-- Work request --
For every line of the records below that holds "memory", add one. Give only the final total.

-- Records shown --

Content starts

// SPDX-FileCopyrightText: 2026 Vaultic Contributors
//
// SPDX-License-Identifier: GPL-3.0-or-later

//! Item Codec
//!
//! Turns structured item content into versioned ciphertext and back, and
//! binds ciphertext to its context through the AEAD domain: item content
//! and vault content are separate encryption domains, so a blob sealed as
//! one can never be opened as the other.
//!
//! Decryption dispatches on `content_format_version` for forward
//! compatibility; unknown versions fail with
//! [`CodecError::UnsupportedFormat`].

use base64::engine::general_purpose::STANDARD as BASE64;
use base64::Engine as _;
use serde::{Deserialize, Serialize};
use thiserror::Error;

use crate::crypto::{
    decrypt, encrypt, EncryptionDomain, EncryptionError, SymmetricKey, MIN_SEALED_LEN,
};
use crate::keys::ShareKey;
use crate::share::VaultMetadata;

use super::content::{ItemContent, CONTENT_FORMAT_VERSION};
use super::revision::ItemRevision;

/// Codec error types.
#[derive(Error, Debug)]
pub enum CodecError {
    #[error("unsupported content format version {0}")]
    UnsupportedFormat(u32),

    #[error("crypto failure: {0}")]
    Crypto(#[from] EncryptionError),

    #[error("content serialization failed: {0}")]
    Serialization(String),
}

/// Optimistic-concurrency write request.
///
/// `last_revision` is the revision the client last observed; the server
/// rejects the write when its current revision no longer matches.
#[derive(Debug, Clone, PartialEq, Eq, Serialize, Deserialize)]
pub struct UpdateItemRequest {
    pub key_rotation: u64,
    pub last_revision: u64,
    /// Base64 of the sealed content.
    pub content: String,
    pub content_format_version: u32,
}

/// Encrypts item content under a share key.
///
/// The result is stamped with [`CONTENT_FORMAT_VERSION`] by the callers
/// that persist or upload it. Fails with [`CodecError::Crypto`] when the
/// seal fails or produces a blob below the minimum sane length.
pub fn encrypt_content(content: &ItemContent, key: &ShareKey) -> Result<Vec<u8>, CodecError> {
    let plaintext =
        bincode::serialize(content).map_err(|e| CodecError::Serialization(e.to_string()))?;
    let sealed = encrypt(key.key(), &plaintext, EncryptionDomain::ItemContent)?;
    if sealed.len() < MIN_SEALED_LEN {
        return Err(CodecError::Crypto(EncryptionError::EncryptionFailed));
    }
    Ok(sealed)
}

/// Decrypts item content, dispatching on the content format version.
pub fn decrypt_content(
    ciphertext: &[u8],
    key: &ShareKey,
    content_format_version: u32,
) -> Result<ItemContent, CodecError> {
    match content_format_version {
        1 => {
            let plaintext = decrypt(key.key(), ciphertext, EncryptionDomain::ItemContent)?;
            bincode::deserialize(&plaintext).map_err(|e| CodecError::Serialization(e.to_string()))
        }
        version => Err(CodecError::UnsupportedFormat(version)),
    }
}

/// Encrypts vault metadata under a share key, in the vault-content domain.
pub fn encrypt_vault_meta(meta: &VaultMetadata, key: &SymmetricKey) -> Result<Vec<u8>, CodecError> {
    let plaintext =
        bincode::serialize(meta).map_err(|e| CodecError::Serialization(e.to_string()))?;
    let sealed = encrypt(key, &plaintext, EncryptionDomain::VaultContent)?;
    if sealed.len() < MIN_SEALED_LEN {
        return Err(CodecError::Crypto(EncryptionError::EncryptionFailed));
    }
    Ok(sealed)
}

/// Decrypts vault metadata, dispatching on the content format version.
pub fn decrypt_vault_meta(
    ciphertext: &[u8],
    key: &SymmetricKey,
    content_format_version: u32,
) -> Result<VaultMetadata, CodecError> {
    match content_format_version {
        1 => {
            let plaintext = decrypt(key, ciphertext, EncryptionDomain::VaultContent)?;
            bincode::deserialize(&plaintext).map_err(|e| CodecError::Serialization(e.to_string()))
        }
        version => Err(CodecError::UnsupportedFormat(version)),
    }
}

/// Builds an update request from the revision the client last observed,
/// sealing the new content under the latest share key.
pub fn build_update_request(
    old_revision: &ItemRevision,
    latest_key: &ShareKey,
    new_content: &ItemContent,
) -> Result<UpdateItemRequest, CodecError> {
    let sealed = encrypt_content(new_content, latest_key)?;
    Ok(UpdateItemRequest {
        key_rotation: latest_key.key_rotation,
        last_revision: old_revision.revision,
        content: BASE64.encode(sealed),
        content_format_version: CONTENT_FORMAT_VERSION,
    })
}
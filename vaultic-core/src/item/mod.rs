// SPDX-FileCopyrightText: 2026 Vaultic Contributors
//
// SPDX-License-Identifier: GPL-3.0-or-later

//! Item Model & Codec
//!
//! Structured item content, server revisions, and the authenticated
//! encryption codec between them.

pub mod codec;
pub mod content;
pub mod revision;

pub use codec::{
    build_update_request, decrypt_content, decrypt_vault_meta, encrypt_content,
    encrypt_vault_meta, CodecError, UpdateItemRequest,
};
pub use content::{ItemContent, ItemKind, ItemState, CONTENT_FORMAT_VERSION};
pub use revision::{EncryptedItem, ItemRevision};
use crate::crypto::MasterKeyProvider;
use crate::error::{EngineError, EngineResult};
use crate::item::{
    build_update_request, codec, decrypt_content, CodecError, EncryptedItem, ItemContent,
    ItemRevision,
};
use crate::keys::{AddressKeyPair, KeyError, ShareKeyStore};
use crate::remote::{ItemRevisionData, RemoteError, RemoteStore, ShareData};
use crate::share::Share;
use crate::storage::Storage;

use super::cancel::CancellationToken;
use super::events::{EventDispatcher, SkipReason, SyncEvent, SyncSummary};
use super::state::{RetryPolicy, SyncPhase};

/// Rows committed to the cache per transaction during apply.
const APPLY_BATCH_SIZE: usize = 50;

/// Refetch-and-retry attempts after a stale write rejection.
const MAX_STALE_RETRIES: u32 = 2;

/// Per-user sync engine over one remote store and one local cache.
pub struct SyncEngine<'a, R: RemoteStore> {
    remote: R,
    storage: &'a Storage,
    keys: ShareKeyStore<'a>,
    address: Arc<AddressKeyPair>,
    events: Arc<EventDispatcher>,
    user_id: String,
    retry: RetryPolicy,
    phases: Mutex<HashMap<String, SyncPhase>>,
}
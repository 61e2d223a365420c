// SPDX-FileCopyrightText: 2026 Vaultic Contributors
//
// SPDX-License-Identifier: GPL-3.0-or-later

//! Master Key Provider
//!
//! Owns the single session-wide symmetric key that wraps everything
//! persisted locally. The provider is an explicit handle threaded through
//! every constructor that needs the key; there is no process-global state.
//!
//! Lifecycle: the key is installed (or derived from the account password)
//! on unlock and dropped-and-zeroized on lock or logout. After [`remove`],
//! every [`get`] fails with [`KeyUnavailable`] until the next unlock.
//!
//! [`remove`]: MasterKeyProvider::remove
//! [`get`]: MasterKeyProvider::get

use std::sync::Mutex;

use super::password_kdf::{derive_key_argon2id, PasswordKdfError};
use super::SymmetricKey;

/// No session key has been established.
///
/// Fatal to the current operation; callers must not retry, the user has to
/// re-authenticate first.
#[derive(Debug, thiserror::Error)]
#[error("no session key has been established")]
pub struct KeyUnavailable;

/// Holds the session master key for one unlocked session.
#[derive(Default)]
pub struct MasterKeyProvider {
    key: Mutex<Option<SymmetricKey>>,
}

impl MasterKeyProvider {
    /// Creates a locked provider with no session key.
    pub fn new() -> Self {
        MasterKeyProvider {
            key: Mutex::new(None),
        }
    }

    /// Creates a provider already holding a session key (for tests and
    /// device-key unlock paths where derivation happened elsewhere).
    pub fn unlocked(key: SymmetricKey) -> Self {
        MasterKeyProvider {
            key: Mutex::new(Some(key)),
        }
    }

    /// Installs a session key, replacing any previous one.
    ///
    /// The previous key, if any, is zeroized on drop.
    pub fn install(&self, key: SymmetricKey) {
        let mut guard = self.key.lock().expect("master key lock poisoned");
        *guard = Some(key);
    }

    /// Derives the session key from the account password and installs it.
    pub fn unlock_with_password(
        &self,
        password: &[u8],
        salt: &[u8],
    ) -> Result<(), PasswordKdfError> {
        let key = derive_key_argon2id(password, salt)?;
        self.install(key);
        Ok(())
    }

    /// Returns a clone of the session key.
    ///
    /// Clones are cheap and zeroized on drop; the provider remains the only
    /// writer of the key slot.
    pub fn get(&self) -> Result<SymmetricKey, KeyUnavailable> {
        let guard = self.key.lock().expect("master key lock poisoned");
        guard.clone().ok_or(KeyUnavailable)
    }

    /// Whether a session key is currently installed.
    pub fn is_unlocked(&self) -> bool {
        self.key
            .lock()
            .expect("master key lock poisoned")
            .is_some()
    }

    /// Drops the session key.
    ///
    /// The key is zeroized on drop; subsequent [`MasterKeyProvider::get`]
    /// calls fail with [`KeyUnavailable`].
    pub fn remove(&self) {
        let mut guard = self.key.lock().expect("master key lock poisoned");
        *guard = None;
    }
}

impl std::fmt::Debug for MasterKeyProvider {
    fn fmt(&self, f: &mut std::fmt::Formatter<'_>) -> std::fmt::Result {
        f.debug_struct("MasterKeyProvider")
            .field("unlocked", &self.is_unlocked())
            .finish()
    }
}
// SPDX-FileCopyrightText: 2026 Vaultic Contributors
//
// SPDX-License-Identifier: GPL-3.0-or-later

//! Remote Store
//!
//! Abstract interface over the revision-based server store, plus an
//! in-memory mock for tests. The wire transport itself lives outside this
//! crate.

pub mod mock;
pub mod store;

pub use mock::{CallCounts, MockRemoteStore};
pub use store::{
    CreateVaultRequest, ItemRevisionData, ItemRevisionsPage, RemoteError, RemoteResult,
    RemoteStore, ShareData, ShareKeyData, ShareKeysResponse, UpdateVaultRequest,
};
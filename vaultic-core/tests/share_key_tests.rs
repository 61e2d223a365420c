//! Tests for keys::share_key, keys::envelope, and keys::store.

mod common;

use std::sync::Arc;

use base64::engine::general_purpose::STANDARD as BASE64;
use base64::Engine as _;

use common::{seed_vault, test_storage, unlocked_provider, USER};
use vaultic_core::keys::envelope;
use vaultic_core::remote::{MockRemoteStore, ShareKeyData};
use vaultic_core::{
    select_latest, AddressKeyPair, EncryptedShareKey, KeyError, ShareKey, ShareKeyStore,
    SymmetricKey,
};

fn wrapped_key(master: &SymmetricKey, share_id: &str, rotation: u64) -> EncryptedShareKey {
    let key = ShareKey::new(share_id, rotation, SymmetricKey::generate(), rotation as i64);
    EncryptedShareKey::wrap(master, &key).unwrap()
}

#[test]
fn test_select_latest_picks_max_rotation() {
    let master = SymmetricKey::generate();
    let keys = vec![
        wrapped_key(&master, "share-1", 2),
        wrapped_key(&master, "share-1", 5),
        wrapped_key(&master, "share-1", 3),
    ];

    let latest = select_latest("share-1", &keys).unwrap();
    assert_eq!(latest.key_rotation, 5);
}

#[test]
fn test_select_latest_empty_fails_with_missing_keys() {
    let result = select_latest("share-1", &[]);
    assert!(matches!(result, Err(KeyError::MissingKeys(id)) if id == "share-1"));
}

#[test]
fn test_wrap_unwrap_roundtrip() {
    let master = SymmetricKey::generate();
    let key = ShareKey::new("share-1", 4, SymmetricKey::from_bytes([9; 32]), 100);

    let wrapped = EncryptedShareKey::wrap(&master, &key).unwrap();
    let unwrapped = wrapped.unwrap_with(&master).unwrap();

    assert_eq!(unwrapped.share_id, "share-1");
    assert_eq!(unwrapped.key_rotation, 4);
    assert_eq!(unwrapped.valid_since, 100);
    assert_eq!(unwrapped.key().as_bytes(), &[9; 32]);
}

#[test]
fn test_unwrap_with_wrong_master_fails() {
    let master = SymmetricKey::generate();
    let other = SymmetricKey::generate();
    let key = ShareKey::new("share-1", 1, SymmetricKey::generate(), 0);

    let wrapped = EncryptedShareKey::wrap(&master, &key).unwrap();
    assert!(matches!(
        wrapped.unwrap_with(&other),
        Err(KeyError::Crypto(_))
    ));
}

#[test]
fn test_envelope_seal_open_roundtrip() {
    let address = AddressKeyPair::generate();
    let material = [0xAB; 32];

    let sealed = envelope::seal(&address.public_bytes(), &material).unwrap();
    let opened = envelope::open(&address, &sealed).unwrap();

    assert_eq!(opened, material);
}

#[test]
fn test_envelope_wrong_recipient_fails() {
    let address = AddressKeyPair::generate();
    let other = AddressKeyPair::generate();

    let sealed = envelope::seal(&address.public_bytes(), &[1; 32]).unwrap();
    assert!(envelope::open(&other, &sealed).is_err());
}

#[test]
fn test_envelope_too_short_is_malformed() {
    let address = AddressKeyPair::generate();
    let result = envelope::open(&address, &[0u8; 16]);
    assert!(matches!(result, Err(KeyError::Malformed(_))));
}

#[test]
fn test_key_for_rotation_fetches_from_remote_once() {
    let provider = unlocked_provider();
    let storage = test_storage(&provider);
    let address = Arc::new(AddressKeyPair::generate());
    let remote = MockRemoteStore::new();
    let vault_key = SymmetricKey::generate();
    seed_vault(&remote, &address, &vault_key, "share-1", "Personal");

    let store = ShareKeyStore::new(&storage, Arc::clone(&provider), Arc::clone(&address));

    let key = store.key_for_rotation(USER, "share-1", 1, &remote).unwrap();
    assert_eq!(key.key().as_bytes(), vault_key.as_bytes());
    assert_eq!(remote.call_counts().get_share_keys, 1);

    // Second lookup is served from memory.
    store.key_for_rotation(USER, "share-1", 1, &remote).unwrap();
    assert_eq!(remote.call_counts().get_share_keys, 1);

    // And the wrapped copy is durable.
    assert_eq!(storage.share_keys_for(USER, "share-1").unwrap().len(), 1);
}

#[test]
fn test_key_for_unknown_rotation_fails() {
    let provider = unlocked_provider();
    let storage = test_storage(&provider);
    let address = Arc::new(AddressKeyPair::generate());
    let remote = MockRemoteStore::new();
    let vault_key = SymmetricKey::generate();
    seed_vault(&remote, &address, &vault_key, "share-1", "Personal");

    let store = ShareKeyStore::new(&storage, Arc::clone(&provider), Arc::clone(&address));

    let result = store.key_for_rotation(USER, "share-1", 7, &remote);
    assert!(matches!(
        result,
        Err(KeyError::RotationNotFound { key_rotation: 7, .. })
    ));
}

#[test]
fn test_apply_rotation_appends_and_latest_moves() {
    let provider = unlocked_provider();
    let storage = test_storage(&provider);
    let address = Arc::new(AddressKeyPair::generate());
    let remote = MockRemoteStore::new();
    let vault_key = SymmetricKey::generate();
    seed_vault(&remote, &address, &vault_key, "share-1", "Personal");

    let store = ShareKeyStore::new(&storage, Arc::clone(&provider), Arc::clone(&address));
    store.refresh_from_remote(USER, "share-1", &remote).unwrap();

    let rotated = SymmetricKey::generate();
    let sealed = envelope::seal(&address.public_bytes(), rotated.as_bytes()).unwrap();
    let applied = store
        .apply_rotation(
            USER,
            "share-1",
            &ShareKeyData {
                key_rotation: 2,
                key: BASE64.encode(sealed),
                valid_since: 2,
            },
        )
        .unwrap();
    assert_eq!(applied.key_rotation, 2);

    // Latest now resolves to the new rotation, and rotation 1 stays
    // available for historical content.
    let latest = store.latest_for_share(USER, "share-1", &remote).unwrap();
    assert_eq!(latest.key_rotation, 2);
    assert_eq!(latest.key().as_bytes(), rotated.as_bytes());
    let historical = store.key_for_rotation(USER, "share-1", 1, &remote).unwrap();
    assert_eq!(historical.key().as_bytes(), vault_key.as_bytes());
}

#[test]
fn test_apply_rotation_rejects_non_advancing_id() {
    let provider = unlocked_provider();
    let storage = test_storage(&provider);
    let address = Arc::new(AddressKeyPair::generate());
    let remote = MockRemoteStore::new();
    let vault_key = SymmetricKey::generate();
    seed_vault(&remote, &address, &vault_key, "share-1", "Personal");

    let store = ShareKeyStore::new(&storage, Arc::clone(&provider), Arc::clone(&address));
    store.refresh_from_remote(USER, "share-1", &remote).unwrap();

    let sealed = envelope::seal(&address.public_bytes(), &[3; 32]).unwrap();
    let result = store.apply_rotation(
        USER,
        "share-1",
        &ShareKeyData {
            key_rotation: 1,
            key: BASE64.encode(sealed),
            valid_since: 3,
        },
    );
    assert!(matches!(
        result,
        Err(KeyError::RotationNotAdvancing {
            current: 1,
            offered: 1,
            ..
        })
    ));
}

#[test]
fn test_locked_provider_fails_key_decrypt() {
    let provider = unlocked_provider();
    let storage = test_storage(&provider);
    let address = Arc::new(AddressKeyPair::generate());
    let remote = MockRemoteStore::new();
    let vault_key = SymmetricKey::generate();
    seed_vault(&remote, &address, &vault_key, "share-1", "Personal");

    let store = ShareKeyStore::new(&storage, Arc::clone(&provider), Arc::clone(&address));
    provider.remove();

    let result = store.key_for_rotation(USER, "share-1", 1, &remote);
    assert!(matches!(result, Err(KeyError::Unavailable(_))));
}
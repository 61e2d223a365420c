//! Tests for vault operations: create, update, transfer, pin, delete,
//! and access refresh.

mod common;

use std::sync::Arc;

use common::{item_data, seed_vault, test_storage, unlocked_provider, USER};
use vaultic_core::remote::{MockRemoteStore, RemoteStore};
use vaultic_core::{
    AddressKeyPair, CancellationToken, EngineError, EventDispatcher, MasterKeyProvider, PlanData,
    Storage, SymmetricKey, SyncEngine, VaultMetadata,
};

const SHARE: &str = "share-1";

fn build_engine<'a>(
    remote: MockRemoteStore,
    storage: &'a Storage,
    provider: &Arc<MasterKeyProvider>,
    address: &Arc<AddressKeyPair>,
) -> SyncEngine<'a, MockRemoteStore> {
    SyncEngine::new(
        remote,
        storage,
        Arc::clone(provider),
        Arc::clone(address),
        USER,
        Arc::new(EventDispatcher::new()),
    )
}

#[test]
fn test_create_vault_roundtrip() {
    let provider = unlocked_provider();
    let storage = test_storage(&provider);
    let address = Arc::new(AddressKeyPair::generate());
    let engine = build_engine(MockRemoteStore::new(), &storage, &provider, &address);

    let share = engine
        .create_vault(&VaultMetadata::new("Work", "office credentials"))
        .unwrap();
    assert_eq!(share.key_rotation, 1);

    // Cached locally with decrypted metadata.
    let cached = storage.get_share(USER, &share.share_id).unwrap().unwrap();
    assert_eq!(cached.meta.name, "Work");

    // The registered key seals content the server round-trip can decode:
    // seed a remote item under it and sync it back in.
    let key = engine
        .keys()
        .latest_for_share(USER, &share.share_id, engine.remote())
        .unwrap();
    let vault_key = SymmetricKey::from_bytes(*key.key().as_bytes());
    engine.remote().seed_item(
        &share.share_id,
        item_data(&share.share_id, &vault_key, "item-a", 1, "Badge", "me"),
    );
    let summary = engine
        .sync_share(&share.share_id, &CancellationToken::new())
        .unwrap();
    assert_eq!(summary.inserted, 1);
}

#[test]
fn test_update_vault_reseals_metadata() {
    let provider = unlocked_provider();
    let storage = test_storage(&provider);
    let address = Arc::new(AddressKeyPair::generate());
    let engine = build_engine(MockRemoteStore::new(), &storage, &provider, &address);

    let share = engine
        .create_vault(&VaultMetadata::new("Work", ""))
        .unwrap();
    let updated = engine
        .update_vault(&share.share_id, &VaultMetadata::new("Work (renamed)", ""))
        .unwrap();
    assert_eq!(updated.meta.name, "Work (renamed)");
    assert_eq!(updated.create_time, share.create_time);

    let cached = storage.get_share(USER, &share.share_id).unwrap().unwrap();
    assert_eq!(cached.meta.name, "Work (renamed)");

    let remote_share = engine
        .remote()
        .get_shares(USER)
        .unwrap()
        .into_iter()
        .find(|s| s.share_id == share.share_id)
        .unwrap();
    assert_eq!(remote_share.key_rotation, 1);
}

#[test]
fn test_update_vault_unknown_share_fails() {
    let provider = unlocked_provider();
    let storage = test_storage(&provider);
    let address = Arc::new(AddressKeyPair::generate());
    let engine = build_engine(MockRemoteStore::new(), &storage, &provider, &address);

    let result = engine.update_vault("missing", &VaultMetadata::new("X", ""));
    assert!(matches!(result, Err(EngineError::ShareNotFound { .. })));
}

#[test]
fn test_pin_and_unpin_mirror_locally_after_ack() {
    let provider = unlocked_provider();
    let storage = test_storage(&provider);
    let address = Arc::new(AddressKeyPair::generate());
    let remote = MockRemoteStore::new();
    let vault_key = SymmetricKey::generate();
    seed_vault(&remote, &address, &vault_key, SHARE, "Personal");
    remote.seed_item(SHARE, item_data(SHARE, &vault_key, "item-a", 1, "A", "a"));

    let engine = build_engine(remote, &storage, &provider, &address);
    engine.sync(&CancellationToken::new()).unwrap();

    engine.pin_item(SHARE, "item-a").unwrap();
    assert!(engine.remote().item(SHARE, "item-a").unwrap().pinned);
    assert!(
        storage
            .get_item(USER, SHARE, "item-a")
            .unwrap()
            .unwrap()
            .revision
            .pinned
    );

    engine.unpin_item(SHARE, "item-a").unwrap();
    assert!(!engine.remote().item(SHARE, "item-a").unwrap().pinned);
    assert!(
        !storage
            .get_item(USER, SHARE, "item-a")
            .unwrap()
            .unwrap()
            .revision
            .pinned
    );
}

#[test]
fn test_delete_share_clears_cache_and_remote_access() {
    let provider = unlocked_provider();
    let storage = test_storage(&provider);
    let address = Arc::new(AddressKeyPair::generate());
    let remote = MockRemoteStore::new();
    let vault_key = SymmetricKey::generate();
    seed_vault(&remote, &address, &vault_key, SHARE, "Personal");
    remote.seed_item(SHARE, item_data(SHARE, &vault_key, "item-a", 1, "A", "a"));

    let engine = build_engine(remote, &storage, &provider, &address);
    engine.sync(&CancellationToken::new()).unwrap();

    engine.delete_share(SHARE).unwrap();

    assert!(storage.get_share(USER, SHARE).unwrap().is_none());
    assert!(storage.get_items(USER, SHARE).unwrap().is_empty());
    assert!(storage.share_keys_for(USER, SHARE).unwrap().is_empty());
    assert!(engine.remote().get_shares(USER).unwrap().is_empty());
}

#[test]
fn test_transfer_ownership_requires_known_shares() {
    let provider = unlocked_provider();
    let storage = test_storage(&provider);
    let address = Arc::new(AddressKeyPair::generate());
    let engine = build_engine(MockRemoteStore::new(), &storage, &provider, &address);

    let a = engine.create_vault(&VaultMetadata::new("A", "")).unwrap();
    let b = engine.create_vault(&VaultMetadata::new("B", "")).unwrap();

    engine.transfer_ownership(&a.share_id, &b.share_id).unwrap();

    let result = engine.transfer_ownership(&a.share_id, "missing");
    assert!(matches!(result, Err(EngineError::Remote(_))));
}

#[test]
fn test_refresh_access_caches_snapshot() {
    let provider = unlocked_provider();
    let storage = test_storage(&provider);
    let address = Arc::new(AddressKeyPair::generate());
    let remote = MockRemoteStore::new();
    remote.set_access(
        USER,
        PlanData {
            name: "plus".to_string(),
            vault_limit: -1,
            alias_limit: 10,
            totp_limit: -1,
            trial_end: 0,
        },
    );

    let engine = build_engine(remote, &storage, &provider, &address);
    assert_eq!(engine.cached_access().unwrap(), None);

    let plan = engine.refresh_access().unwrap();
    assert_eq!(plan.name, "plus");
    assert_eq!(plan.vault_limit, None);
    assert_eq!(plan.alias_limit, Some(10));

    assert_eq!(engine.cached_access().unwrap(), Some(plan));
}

Content ends

-- Task result --
2